[Exercise requirements]
Copy each line of the data beneath in which the word "based" appears.

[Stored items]
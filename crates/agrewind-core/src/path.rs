use agrewind_types::ProjectKey;
use std::path::{Path, PathBuf};

pub type Result<T> = std::result::Result<T, Error>;

#[derive(Debug)]
pub enum Error {
    Io(std::io::Error),
    Config(String),
}

impl std::fmt::Display for Error {
    fn fmt(&self, f: &mut std::fmt::Formatter<'_>) -> std::fmt::Result {
        match self {
            Error::Io(err) => write!(f, "IO error: {}", err),
            Error::Config(msg) => write!(f, "Config error: {}", msg),
        }
    }
}

impl std::error::Error for Error {
    fn source(&self) -> Option<&(dyn std::error::Error + 'static)> {
        match self {
            Error::Io(err) => Some(err),
            Error::Config(_) => None,
        }
    }
}

impl From<std::io::Error> for Error {
    fn from(err: std::io::Error) -> Self {
        Error::Io(err)
    }
}

/// Characters the agent's log storage replaces with [`KEY_FILLER`] when
/// naming a project directory.
pub const KEY_ESCAPED_CHARS: [char; 6] = ['/', '\\', '.', ':', '_', ' '];

pub const KEY_FILLER: char = '-';

/// Resolve the agrewind data directory (ledger, config) based on priority:
/// 1. Explicit path (with tilde expansion)
/// 2. AGREWIND_PATH environment variable (with tilde expansion)
/// 3. System data directory
/// 4. ~/.agrewind
pub fn resolve_data_dir(explicit_path: Option<&str>) -> Result<PathBuf> {
    if let Some(path) = explicit_path {
        return Ok(expand_tilde(path));
    }

    if let Ok(env_path) = std::env::var("AGREWIND_PATH") {
        return Ok(expand_tilde(&env_path));
    }

    if let Some(data_dir) = dirs::data_dir() {
        return Ok(data_dir.join("agrewind"));
    }

    if let Some(home) = std::env::var_os("HOME") {
        return Ok(PathBuf::from(home).join(".agrewind"));
    }

    Err(Error::Config(
        "Could not determine data directory: no HOME directory or system data directory found"
            .to_string(),
    ))
}

/// Resolve the directory holding one sub-directory per project:
/// 1. Explicit path (with tilde expansion)
/// 2. CLAUDE_CONFIG_DIR environment variable + `/projects`
/// 3. ~/.claude/projects
pub fn resolve_log_root(explicit_path: Option<&str>) -> Result<PathBuf> {
    if let Some(path) = explicit_path {
        return Ok(expand_tilde(path));
    }

    if let Ok(config_dir) = std::env::var("CLAUDE_CONFIG_DIR") {
        return Ok(expand_tilde(&config_dir).join("projects"));
    }

    if let Some(home) = dirs::home_dir() {
        return Ok(home.join(".claude").join("projects"));
    }

    Err(Error::Config(
        "Could not determine log root: no HOME directory found".to_string(),
    ))
}

/// Expand tilde (~) in paths to the user's home directory
pub fn expand_tilde(path: &str) -> PathBuf {
    if let Some(stripped) = path.strip_prefix("~/")
        && let Some(home) = std::env::var_os("HOME")
    {
        return PathBuf::from(home).join(stripped);
    }
    PathBuf::from(path)
}

/// Discover project root based on priority:
/// 1. explicit_project_root
/// 2. AGREWIND_PROJECT_ROOT environment variable
/// 3. Current working directory
pub fn discover_project_root(explicit_project_root: Option<&str>) -> Result<PathBuf> {
    if let Some(root) = explicit_project_root {
        return Ok(PathBuf::from(root));
    }

    if let Ok(env_root) = std::env::var("AGREWIND_PROJECT_ROOT") {
        return Ok(PathBuf::from(env_root));
    }

    let cwd = std::env::current_dir()?;
    Ok(cwd)
}

/// Escape a project root into the log storage's directory name.
///
/// Every path separator and each character of [`KEY_ESCAPED_CHARS`] becomes a
/// single [`KEY_FILLER`]; everything else is kept verbatim.
pub fn project_key(project_root: &Path) -> ProjectKey {
    let escaped: String = project_root
        .to_string_lossy()
        .chars()
        .map(|c| {
            if KEY_ESCAPED_CHARS.contains(&c) {
                KEY_FILLER
            } else {
                c
            }
        })
        .collect();
    ProjectKey::new(escaped)
}

/// Project key of the discovered project root.
pub fn current_project_key(explicit_project_root: Option<&str>) -> Result<ProjectKey> {
    let root = discover_project_root(explicit_project_root)?;
    Ok(project_key(&root))
}

/// Directory holding the sessions of `key` under `log_root`.
pub fn project_log_dir(log_root: &Path, key: &ProjectKey) -> PathBuf {
    log_root.join(key.as_str())
}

[Result]
/// Resolve the agrewind data directory (ledger, config) based on priority:
/// Discover project root based on priority:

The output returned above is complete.